Provided information:
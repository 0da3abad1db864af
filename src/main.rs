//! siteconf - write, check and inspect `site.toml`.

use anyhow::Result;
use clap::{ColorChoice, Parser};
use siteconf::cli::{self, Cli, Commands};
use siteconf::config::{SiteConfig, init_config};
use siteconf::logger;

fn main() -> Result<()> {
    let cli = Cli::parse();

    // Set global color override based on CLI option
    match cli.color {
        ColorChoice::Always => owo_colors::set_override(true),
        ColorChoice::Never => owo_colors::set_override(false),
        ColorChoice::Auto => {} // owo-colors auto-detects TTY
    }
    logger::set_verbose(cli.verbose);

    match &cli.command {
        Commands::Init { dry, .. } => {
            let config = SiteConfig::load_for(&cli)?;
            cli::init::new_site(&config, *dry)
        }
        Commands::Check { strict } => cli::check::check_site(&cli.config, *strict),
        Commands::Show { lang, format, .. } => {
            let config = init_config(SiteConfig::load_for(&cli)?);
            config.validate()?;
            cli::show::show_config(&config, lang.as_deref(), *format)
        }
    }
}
==
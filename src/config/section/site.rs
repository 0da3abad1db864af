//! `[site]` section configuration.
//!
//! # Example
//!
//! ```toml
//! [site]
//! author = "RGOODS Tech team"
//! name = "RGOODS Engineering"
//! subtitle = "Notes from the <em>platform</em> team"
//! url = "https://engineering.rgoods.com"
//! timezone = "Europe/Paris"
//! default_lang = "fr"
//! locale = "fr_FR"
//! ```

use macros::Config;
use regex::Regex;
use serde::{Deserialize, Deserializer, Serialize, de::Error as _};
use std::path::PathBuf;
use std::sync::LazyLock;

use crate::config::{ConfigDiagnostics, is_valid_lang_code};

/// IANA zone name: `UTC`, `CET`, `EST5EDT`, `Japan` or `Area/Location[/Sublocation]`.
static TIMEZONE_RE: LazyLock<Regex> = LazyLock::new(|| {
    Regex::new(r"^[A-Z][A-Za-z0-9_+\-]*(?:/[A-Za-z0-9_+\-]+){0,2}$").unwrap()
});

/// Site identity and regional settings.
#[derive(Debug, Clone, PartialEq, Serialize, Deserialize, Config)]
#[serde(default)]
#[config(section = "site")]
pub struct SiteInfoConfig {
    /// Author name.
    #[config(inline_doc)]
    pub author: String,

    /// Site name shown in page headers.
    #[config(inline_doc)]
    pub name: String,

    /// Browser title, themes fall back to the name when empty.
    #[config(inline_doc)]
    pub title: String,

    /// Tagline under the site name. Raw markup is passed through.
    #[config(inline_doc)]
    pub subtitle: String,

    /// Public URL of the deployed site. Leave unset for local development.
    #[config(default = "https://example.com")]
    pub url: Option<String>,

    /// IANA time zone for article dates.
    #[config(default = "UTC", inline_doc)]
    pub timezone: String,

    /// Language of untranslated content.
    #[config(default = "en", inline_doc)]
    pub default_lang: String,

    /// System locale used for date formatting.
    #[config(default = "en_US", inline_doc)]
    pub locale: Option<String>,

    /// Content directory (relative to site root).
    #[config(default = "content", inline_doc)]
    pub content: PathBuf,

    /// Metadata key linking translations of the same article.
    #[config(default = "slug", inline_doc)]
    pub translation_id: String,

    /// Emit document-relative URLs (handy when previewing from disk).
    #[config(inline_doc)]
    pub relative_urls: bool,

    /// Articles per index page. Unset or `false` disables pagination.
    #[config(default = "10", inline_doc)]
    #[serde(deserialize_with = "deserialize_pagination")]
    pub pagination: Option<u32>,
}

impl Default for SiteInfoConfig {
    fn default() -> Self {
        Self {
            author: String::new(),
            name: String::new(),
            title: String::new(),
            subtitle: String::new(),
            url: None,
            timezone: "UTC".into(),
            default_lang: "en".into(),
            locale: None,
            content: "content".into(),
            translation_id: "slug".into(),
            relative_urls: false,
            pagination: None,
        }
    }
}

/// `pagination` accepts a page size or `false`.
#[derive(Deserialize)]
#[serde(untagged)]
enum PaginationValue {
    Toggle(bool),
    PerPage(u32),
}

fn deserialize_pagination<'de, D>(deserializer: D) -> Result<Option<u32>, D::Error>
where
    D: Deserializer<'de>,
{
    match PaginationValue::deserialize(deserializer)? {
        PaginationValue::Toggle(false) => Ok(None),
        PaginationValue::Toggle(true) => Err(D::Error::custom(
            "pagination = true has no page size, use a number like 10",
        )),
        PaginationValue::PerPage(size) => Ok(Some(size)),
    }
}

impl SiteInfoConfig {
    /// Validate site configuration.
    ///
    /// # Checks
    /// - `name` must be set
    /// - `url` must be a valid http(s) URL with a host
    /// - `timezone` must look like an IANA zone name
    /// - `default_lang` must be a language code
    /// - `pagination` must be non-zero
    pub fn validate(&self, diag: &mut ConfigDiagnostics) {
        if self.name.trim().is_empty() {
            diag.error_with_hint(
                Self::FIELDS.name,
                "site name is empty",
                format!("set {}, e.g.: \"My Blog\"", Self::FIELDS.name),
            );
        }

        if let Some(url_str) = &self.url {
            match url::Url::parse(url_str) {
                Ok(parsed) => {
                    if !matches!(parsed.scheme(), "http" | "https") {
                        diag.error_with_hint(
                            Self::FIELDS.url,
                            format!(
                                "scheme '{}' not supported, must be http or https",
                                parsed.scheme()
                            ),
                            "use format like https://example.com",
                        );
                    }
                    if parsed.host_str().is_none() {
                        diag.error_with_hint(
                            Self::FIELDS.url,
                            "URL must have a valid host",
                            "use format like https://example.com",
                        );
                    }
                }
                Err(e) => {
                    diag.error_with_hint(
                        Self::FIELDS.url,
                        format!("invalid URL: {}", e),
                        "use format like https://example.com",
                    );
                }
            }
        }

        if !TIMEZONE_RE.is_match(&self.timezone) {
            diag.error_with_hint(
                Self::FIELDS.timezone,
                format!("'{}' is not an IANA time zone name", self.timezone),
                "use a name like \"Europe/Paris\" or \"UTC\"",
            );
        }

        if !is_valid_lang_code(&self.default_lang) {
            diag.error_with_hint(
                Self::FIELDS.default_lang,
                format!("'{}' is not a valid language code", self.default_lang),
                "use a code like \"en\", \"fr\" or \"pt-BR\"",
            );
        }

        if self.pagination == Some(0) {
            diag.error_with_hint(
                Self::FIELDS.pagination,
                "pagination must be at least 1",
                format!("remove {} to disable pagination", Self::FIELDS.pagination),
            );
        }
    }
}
...
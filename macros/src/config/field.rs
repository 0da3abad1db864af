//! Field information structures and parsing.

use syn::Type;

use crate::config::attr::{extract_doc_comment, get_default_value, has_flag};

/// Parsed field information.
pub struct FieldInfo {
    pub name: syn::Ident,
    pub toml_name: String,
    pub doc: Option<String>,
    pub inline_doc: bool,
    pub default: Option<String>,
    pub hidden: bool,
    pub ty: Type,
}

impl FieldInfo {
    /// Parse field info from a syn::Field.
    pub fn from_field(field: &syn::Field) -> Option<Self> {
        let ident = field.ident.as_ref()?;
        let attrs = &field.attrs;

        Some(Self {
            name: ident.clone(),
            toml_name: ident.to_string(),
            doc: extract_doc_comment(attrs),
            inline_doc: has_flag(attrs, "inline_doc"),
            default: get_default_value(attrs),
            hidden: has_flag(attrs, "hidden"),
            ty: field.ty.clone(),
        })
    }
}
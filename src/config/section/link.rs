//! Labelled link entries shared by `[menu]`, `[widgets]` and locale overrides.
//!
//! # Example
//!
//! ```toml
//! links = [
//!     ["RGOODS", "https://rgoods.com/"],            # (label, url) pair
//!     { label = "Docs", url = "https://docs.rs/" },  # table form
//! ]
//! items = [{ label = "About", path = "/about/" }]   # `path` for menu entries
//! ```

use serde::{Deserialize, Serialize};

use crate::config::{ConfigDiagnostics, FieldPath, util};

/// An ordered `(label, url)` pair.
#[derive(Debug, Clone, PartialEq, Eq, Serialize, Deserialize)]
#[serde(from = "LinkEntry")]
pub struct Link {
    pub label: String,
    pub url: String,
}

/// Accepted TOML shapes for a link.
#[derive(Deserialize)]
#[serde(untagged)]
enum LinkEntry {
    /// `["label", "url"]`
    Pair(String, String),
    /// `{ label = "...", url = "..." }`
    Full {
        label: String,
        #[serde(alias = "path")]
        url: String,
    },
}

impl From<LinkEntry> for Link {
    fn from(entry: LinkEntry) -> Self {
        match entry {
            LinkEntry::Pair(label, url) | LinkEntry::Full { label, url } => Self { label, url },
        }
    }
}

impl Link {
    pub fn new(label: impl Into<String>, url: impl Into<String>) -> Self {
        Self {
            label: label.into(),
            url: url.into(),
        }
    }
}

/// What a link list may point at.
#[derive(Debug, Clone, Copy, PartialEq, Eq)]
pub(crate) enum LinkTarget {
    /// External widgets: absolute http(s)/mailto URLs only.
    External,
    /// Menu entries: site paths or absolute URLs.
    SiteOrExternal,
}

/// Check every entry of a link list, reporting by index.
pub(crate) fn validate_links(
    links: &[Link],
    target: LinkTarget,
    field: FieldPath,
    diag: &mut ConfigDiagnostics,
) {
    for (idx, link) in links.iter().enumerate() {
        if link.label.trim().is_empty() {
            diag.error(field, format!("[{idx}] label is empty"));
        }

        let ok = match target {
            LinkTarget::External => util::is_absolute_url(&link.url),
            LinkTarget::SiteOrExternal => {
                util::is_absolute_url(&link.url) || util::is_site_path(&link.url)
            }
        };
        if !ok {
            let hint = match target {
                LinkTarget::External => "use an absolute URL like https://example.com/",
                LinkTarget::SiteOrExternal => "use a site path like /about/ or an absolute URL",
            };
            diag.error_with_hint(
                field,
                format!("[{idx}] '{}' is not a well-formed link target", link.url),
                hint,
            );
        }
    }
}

What to work on: In the material above, transcribe exactly the lines beginning at the one with "a name like" and ending at the one with "a code like", both included.

Answer to the problem:
                "use a name like \"Europe/Paris\" or \"UTC\"",
            );
        }

        if !is_valid_lang_code(&self.default_lang) {
            diag.error_with_hint(
                Self::FIELDS.default_lang,
                format!("'{}' is not a valid language code", self.default_lang),
                "use a code like \"en\", \"fr\" or \"pt-BR\"",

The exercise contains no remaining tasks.